## [TASK DETAILS]
Determine how many lines in the entries below contain "text", and output that number alone.
── PROVIDED RECORDS ──
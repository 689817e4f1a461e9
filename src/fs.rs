use std::collections::HashMap;

use log::{debug, info};
use thiserror::Error;

use crate::alloc::{self, Bitmap, BITMAP_BLOCK};
use crate::codec::{pack_int, unpack_int, BYTES_PER_INT};
use crate::desc::{
    descriptor_location, Descriptor, DATA_BLOCK_START, DESCRIPTOR_COUNT, DESCRIPTOR_START_BLOCK,
    MAX_BLOCKS_PER_FILE, NULL_BLOCK, ROOT_DESCRIPTOR,
};
use crate::io::{BlockError, VirtualDisk, BLOCK_LEN, DISK_BYTES};
use crate::oft::OftEntry;

/// Open-file-table size; slot 0 is the mounted-volume session.
pub const OFT_SIZE: usize = 4;
/// Longest accepted file name, in bytes.
pub const MAX_FILENAME_LEN: usize = 4;
/// A file never outgrows its descriptor's three block pointers.
pub const MAX_FILE_LEN: usize = MAX_BLOCKS_PER_FILE * BLOCK_LEN;
/// Descriptor 0 belongs to the directory, leaving the rest for user files.
pub const MAX_FILE_COUNT: usize = DESCRIPTOR_COUNT - 1;

/// One directory record: four name bytes plus a packed descriptor index.
const DIR_ENTRY_LEN: usize = MAX_FILENAME_LEN + BYTES_PER_INT;
/// Fills erased directory records and pads short names.
const ERASED: u8 = 0xFF;

const ROOT_SLOT: usize = 0;

/// Failure taxonomy for engine operations. The block store is the only
/// layer below with its own error type; it converts on the way out.
#[derive(Debug, Error)]
pub enum FsError {
    #[error("invalid argument: {0}")]
    Validation(&'static str),
    #[error("out of capacity: {0}")]
    Capacity(&'static str),
    #[error("invalid state: {0}")]
    State(&'static str),
    #[error(transparent)]
    Boundary(#[from] BlockError),
    #[error("host image i/o: {0}")]
    Io(#[from] std::io::Error),
}

pub type Result<T> = std::result::Result<T, FsError>;

/// A single-volume file system simulated on a virtual block device and
/// persisted as one flat host file.
///
/// The engine is an ordinary owned value; `init` mounts a volume (fresh or
/// from a saved image) and `save` persists and unmounts it. While mounted,
/// open-file-table slot 0 carries the directory session and slots 1..3
/// serve user files. The directory itself is an ordinary file (descriptor
/// 0) driven through the same buffered machinery as everything else.
pub struct FileSystem {
    disk: VirtualDisk,
    oft: Vec<OftEntry>,
    names: Vec<String>,
    index_of: HashMap<String, usize>,
}
//! Header block parsing (`name: value;` lines).

use winnow::prelude::*;
use winnow::token::{rest, take_till};

use crate::score::{Header, OfficePart};

type PResult<T> = winnow::ModalResult<T>;

/// Parse one `key: value;` line. The value keeps any inner colons.
fn field(input: &mut &str) -> PResult<(String, String)> {
    let key = take_till(1.., ':').parse_next(input)?;
    ':'.parse_next(input)?;
    let value = rest.parse_next(input)?;
    Ok((
        key.trim().to_string(),
        value.replace([';', '\r'], "").trim().to_string(),
    ))
}

/// Parse the header section. Lines without a colon are ignored.
pub fn parse_header(section: &str) -> Header {
    let fields: Vec<(String, String)> = section
        .lines()
        .filter_map(|line| {
            let mut input = line;
            field.parse_next(&mut input).ok()
        })
        .filter(|(key, _)| !key.is_empty())
        .collect();

    let office_part = fields
        .iter()
        .find(|(k, _)| k == "office-part")
        .map_or(OfficePart::Varia, |(_, v)| OfficePart::normalize(v));

    Header {
        fields,
        office_part,
    }
}
//! Properties that must hold for every score, checked over generated
//! inputs and the fixtures.

use gabc::pitch::{AccidentalScope, PitchTable, LETTERS};
use gabc::{
    parse, parse_with, to_abc, to_lilypond, to_midi, to_tab, Clef, MidiParams, ParseOptions, Score,
    Sign, Tessitura, Transposition,
};
use pretty_assertions::assert_eq;
use std::fs;
use std::path::Path;

const CLEFS: [&str; 8] = ["c1", "c2", "c3", "c4", "f1", "f2", "f3", "f4"];
const MARKS: [&str; 6] = ["", "_", ".", "'", "w", "~"];

fn body(music: &str) -> String {
    format!("%%\n{}", music)
}

fn fixtures() -> Vec<String> {
    let dir = Path::new(env!("CARGO_MANIFEST_DIR")).join("tests").join("fixtures");
    let mut paths: Vec<_> = fs::read_dir(&dir)
        .unwrap()
        .map(|e| e.unwrap().path())
        .filter(|p| p.extension().is_some_and(|x| x == "gabc"))
        .collect();
    paths.sort();
    paths.into_iter().map(|p| fs::read_to_string(p).unwrap()).collect()
}

/// Two-note neumes with every pair of marks, followed by a bar.
fn generated() -> Vec<String> {
    let mut inputs = Vec::new();
    for first in ['f', 'g', 'h'] {
        for second in ['g', 'h', 'i'] {
            for m1 in MARKS {
                for m2 in MARKS {
                    inputs.push(body(&format!(
                        "(c4) A({}{}{}{}) B(ghg) (:)",
                        first, m1, second, m2
                    )));
                }
            }
        }
    }
    inputs
}

/// Durations of the sounding notes, grouped by beamed element.
fn elements(score: &Score, signs: &[gabc::SignId]) -> Vec<Vec<f64>> {
    let mut groups: Vec<Vec<f64>> = Vec::new();
    for note in signs.iter().filter_map(|&id| score.sign(id).as_note()) {
        match groups.last_mut() {
            Some(group) if !note.element_start => group.push(note.duration),
            _ => groups.push(vec![note.duration]),
        }
    }
    groups
}

#[test]
fn test_last_note_of_element_never_shorter() {
    for input in generated().into_iter().chain(fixtures()) {
        let score = parse(&input).unwrap().value;
        for syllable in score.syllables() {
            for durations in elements(&score, &syllable.neume.signs) {
                if let [.., earlier, later] = durations[..] {
                    assert!(
                        later >= earlier,
                        "{:?} in {:?} breaks the element duration order",
                        durations,
                        syllable.text
                    );
                }
            }
        }
    }
}

#[test]
fn test_element_boundaries_keep_lengths_apart() {
    for bar in [",", ";", ":", "/", "."] {
        let score = parse(&body(&format!("(c4) A(f{}g)", bar))).unwrap().value;
        let last = score.notes().last().map(|n| n.duration);
        assert_eq!(last, Some(1.0), "note after '{}'", bar);
    }
}

#[test]
fn test_accidental_scope_starts_empty_each_word() {
    for code in CLEFS {
        let clef = Clef::parse(code).unwrap();
        let table = PitchTable::for_clef(&clef);
        for si in table.si_letters() {
            let input = body(&format!("({}) A({}x{}) B({})", code, si, si, si));
            let score = parse(&input).unwrap().value;
            let pitches: Vec<i32> = score.notes().map(|n| n.pitch).collect();
            let natural = table.pitch(si).unwrap();
            assert_eq!(pitches, vec![natural - 1, natural], "clef {} letter {}", code, si);
        }
    }
}

#[test]
fn test_flat_at_clef_seeds_every_word() {
    for code in ["cb1", "cb2", "cb3", "cb4", "fb3", "fb4"] {
        let clef = Clef::parse(code).unwrap();
        let table = PitchTable::for_clef(&clef);
        for si in table.si_letters() {
            let input = body(&format!("({}) A({}y{}) B({})", code, si, si, si));
            let score = parse(&input).unwrap().value;
            let pitches: Vec<i32> = score.notes().map(|n| n.pitch).collect();
            let natural = table.pitch(si).unwrap();
            assert_eq!(pitches, vec![natural, natural - 1], "clef {} letter {}", code, si);
        }
    }
}

#[test]
fn test_pitch_round_trip() {
    for code in CLEFS.iter().map(|c| c.to_string()).chain(["cb3".to_string(), "fb4".to_string()]) {
        let clef = Clef::parse(&code).unwrap();
        let table = PitchTable::for_clef(&clef);
        for scope in [AccidentalScope::default(), AccidentalScope::seeded(&clef, &table)] {
            for letter in LETTERS {
                let pitch = table.resolve(letter, &scope).unwrap();
                assert_eq!(
                    table.letter_for(pitch, &scope),
                    Some(letter),
                    "clef {} letter {}",
                    code,
                    letter
                );
            }
        }
    }
}

#[test]
fn test_episema_twice_same_as_once() {
    for letter in LETTERS {
        let once = parse(&body(&format!("(c4) A(g) B({}_)", letter))).unwrap().value;
        let twice = parse(&body(&format!("(c4) A(g) B({}__)", letter))).unwrap().value;
        let last = |s: &Score| s.notes().last().map(|n| n.duration);
        assert_eq!(last(&once), last(&twice), "letter {}", letter);
    }
}

#[test]
fn test_transposition_law() {
    let params = MidiParams::default();
    for input in generated().into_iter().chain(fixtures()) {
        let auto = parse(&input).unwrap().value;
        let tessitura = auto.tessitura().unwrap();
        let expected = 66 - ((tessitura.min + tessitura.max) as f64 / 2.0).round() as i32;
        assert_eq!(auto.transposition, Transposition::Automatic(expected));

        let options = ParseOptions {
            transposition: Some(expected),
            ..ParseOptions::default()
        };
        let manual = parse_with(&input, &options).unwrap().value;
        assert_eq!(manual.transposition, Transposition::Manual(expected));

        assert_eq!(to_midi(&auto, &params), to_midi(&manual, &params));
        assert_eq!(to_lilypond(&auto), to_lilypond(&manual));
        assert_eq!(to_abc(&auto), to_abc(&manual));
        assert_eq!(to_tab(&auto), to_tab(&manual));
    }
}

#[test]
fn test_tessitura_matches_notes() {
    for input in fixtures() {
        let score = parse(&input).unwrap().value;
        let pitches: Vec<i32> = score.notes().map(|n| n.pitch).collect();
        assert_eq!(
            score.tessitura(),
            Some(Tessitura {
                min: *pitches.iter().min().unwrap(),
                max: *pitches.iter().max().unwrap(),
            })
        );
    }
}

#[test]
fn test_clefs_stay_off_the_chain() {
    for input in fixtures() {
        let score = parse(&input).unwrap().value;
        for syllable in score.syllables() {
            for &id in &syllable.neume.signs {
                if matches!(score.sign(id), Sign::Clef(_)) {
                    assert_eq!(score.signs.predecessor(id), None);
                }
                for earlier in score.signs.chain(score.signs.predecessor(id)) {
                    assert!(!matches!(score.sign(earlier), Sign::Clef(_)));
                }
            }
        }
    }
}
//! Pitch range and the transposition derived from it.

use serde::{Deserialize, Serialize};

/// Lowest and highest resolved pitch of a score.
#[derive(Debug, Clone, Copy, PartialEq, Eq, Serialize, Deserialize)]
pub struct Tessitura {
    pub min: i32,
    pub max: i32,
}

impl Tessitura {
    pub fn of(pitches: impl IntoIterator<Item = i32>) -> Option<Tessitura> {
        pitches.into_iter().fold(None, |range, p| {
            Some(match range {
                None => Tessitura { min: p, max: p },
                Some(Tessitura { min, max }) => Tessitura {
                    min: min.min(p),
                    max: max.max(p),
                },
            })
        })
    }

    /// Middle of the range, rounded half away from zero.
    pub fn center(&self) -> i32 {
        ((self.min + self.max) as f64 / 2.0).round() as i32
    }
}

/// Semitones added to every pitch at render time.
#[derive(Debug, Clone, Copy, PartialEq, Eq, Serialize, Deserialize)]
pub enum Transposition {
    Manual(i32),
    Automatic(i32),
}

impl Transposition {
    /// A manual value wins; otherwise center the tessitura on `reference`.
    /// A score without notes is not transposed.
    pub fn resolve(manual: Option<i32>, tessitura: Option<Tessitura>, reference: i32) -> Self {
        match (manual, tessitura) {
            (Some(t), _) => Transposition::Manual(t),
            (None, Some(range)) => Transposition::Automatic(reference - range.center()),
            (None, None) => Transposition::Automatic(0),
        }
    }

    pub fn value(&self) -> i32 {
        match *self {
            Transposition::Manual(t) | Transposition::Automatic(t) => t,
        }
    }
}

impl Default for Transposition {
    fn default() -> Self {
        Transposition::Automatic(0)
    }
}
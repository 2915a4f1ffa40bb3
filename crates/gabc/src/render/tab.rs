//! Plain-text tablature: one line per syllable with its notes in LilyPond
//! spelling, and `//` closing each word.

use std::fmt::Write;

use super::lilypond::{bar_token, note_token};
use super::{neume_signs, sounding_pitch};
use crate::lyrics;
use crate::score::{Score, Sign};

pub fn render(score: &Score) -> String {
    let key = score.rendered_key();
    let mut out = String::new();

    for word in &score.words {
        for syllable in &word.syllables {
            let tokens: Vec<String> = neume_signs(score, syllable)
                .filter_map(|sign| match sign {
                    Sign::Bar(strength) => Some(bar_token(*strength).to_string()),
                    sign => sign
                        .as_note()
                        .map(|note| note_token(note, sounding_pitch(score, note), key)),
                })
                .collect();
            let _ = writeln!(out, "{}\t{}", lyrics::clean(&syllable.text), tokens.join(" "));
        }
        out.push_str("//\n");
    }
    out
}

#[cfg(test)]
mod tests {
    use super::*;
    use crate::parse;
    use pretty_assertions::assert_eq;

    #[test]
    fn test_tab_lines() {
        let mut score = parse("%%\n(c4) Al(gh)le(i.) (::)").unwrap().value;
        score.transposition = crate::Transposition::Manual(0);
        assert_eq!(
            render(&score),
            "\t\n//\nAl\tg'8 a'8\nle\tb'4\n//\n\t\\bar \"||\"\n//\n"
        );
    }
}
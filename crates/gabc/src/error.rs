//! Fatal parse errors.
//!
//! Anything recoverable goes through [`crate::feedback`] instead; these
//! abort construction of the score.

use thiserror::Error;

#[derive(Debug, Clone, PartialEq, Error)]
pub enum GabcError {
    /// Structurally broken input: unbalanced delimiters, bad clef codes.
    #[error("malformed input: {message}")]
    MalformedInput { message: String },

    /// Well-delimited input whose signs cannot be combined.
    #[error("syntax error in syllable {segment}: {message}")]
    Syntax { message: String, segment: usize },
}

impl GabcError {
    pub fn malformed(message: impl Into<String>) -> Self {
        GabcError::MalformedInput {
            message: message.into(),
        }
    }

    pub fn syntax(message: impl Into<String>, segment: usize) -> Self {
        GabcError::Syntax {
            message: message.into(),
            segment,
        }
    }
}
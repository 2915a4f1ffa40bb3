//! Renderers over a finished score.
//!
//! Every renderer is a single forward pass over words, syllables and
//! neumes. None of them mutates the score, so they can run concurrently
//! on a shared reference.

pub mod abc;
pub mod lilypond;
pub mod midi;
pub mod tab;

use crate::score::{Note, Score, Sign, Syllable};

/// Signs of a syllable's neume, in order.
pub(crate) fn neume_signs<'a>(
    score: &'a Score,
    syllable: &'a Syllable,
) -> impl Iterator<Item = &'a Sign> {
    syllable.neume.signs.iter().map(move |&id| score.sign(id))
}

/// Sounding notes of a syllable's neume.
pub(crate) fn neume_notes<'a>(
    score: &'a Score,
    syllable: &'a Syllable,
) -> impl Iterator<Item = &'a Note> {
    neume_signs(score, syllable).filter_map(Sign::as_note)
}

/// Pitch as rendered, transposition included.
pub(crate) fn sounding_pitch(score: &Score, note: &Note) -> i32 {
    note.pitch + score.transposition.value()
}
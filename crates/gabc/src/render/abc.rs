//! ABC rendering, with `L:1/8` so one unit is one note of duration 1.
//!
//! Notes of one beamed element are written without spaces. Accidentals
//! follow ABC rules: an explicit sign holds until the next bar line, and
//! is only written when it differs from the key signature or from an
//! earlier sign in the same bar.

use std::collections::HashMap;

use serde::{Deserialize, Serialize};

use super::{neume_signs, sounding_pitch};
use crate::key::Key;
use crate::lyrics;
use crate::score::{BarStrength, Note, Score, Sign};

/// Tune body split into lines, each with its aligned `w:` lyrics.
#[derive(Debug, Clone, PartialEq, Eq, Serialize, Deserialize)]
pub struct Abc {
    /// Key for the `K:` field, e.g. `F` or `Bb`
    pub key: String,
    pub lines: Vec<AbcLine>,
}

#[derive(Debug, Clone, Default, PartialEq, Eq, Serialize, Deserialize)]
pub struct AbcLine {
    pub music: String,
    pub lyrics: String,
}

impl Abc {
    /// Music lines, each followed by its `w:` line.
    pub fn body(&self) -> String {
        let mut out = String::new();
        for line in &self.lines {
            out.push_str(&line.music);
            out.push('\n');
            if !line.lyrics.is_empty() {
                out.push_str("w: ");
                out.push_str(&line.lyrics);
                out.push('\n');
            }
        }
        out
    }
}

/// Accidentals written so far in the current bar, by step and octave.
type BarAccidentals = HashMap<(usize, i32), i32>;

pub fn render(score: &Score) -> Abc {
    let key = score.rendered_key();
    let mut lines = Vec::new();
    let mut line = AbcLine::default();
    let mut accidentals = BarAccidentals::new();

    for word in &score.words {
        let mut first_in_word = true;
        for syllable in &word.syllables {
            let mut first_note = true;
            for sign in neume_signs(score, syllable) {
                match sign {
                    Sign::Bar(strength) => {
                        let kept = line.music.trim_end().len();
                        line.music.truncate(kept);
                        line.music.push(' ');
                        line.music.push_str(bar_token(*strength));
                        line.music.push(' ');
                        accidentals.clear();
                        if *strength >= BarStrength::Full {
                            lines.push(finish_line(std::mem::take(&mut line)));
                        }
                    }
                    sign => {
                        let Some(note) = sign.as_note() else {
                            continue;
                        };
                        let pitch = sounding_pitch(score, note);
                        line.music.push_str(&note_token(note, pitch, key, &mut accidentals));
                        if note.element_end {
                            line.music.push(' ');
                        }

                        if first_note {
                            if !line.lyrics.is_empty() {
                                line.lyrics.push(if first_in_word { ' ' } else { '-' });
                            }
                            line.lyrics.push_str(&lyric_token(&syllable.text));
                            first_note = false;
                            first_in_word = false;
                        } else {
                            line.lyrics.push('_');
                        }
                    }
                }
            }
        }
    }

    if !line.music.trim().is_empty() {
        lines.push(finish_line(line));
    }
    Abc {
        key: key.abc_name(),
        lines,
    }
}

fn finish_line(line: AbcLine) -> AbcLine {
    AbcLine {
        music: line.music.trim().to_string(),
        lyrics: line.lyrics,
    }
}

fn bar_token(strength: BarStrength) -> &'static str {
    match strength {
        BarStrength::None => "[|]",
        BarStrength::Quarter => "!shortphrase!|",
        BarStrength::Half => "!mediumphrase!|",
        BarStrength::Full => "|",
        BarStrength::Double => "||",
    }
}

fn note_token(note: &Note, pitch: i32, key: Key, accidentals: &mut BarAccidentals) -> String {
    let mut token = String::new();
    let ornaments = note.ornaments;
    if ornaments.episema || ornaments.pre_quilisma {
        token.push_str("!tenuto!");
    }
    if ornaments.ictus {
        token.push_str("!wedge!");
    }
    if ornaments.quilisma {
        token.push_str("!uppermordent!");
    }

    let spelling = key.spell(pitch);
    let octave = pitch.div_euclid(12) - 5;
    let expected = accidentals
        .get(&(spelling.step, octave))
        .copied()
        .unwrap_or_else(|| key.signature(spelling.step));
    if spelling.alter != expected {
        token.push_str(match spelling.alter {
            1 => "^",
            -1 => "_",
            _ => "=",
        });
        accidentals.insert((spelling.step, octave), spelling.alter);
    }

    let letter = ['C', 'D', 'E', 'F', 'G', 'A', 'B'][spelling.step];
    if octave >= 1 {
        token.push(letter.to_ascii_lowercase());
        for _ in 1..octave {
            token.push('\'');
        }
    } else {
        token.push(letter);
        for _ in octave..0 {
            token.push(',');
        }
    }

    token.push_str(&length(note.duration));
    token
}

/// Length suffix relative to `L:1/8`, rounded to half units.
fn length(duration: f64) -> String {
    let halves = ((duration * 2.0).round() as i64).max(1);
    match halves {
        1 => "/".to_string(),
        2 => String::new(),
        h if h % 2 == 0 => (h / 2).to_string(),
        h => format!("{}/2", h),
    }
}

fn lyric_token(text: &str) -> String {
    let cleaned = lyrics::clean(text);
    if cleaned.is_empty() {
        return "*".to_string();
    }
    cleaned
        .replace('-', "\\-")
        .replace('_', "\\_")
        .replace(' ', "~")
}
───
## [FINISHED TASK]
6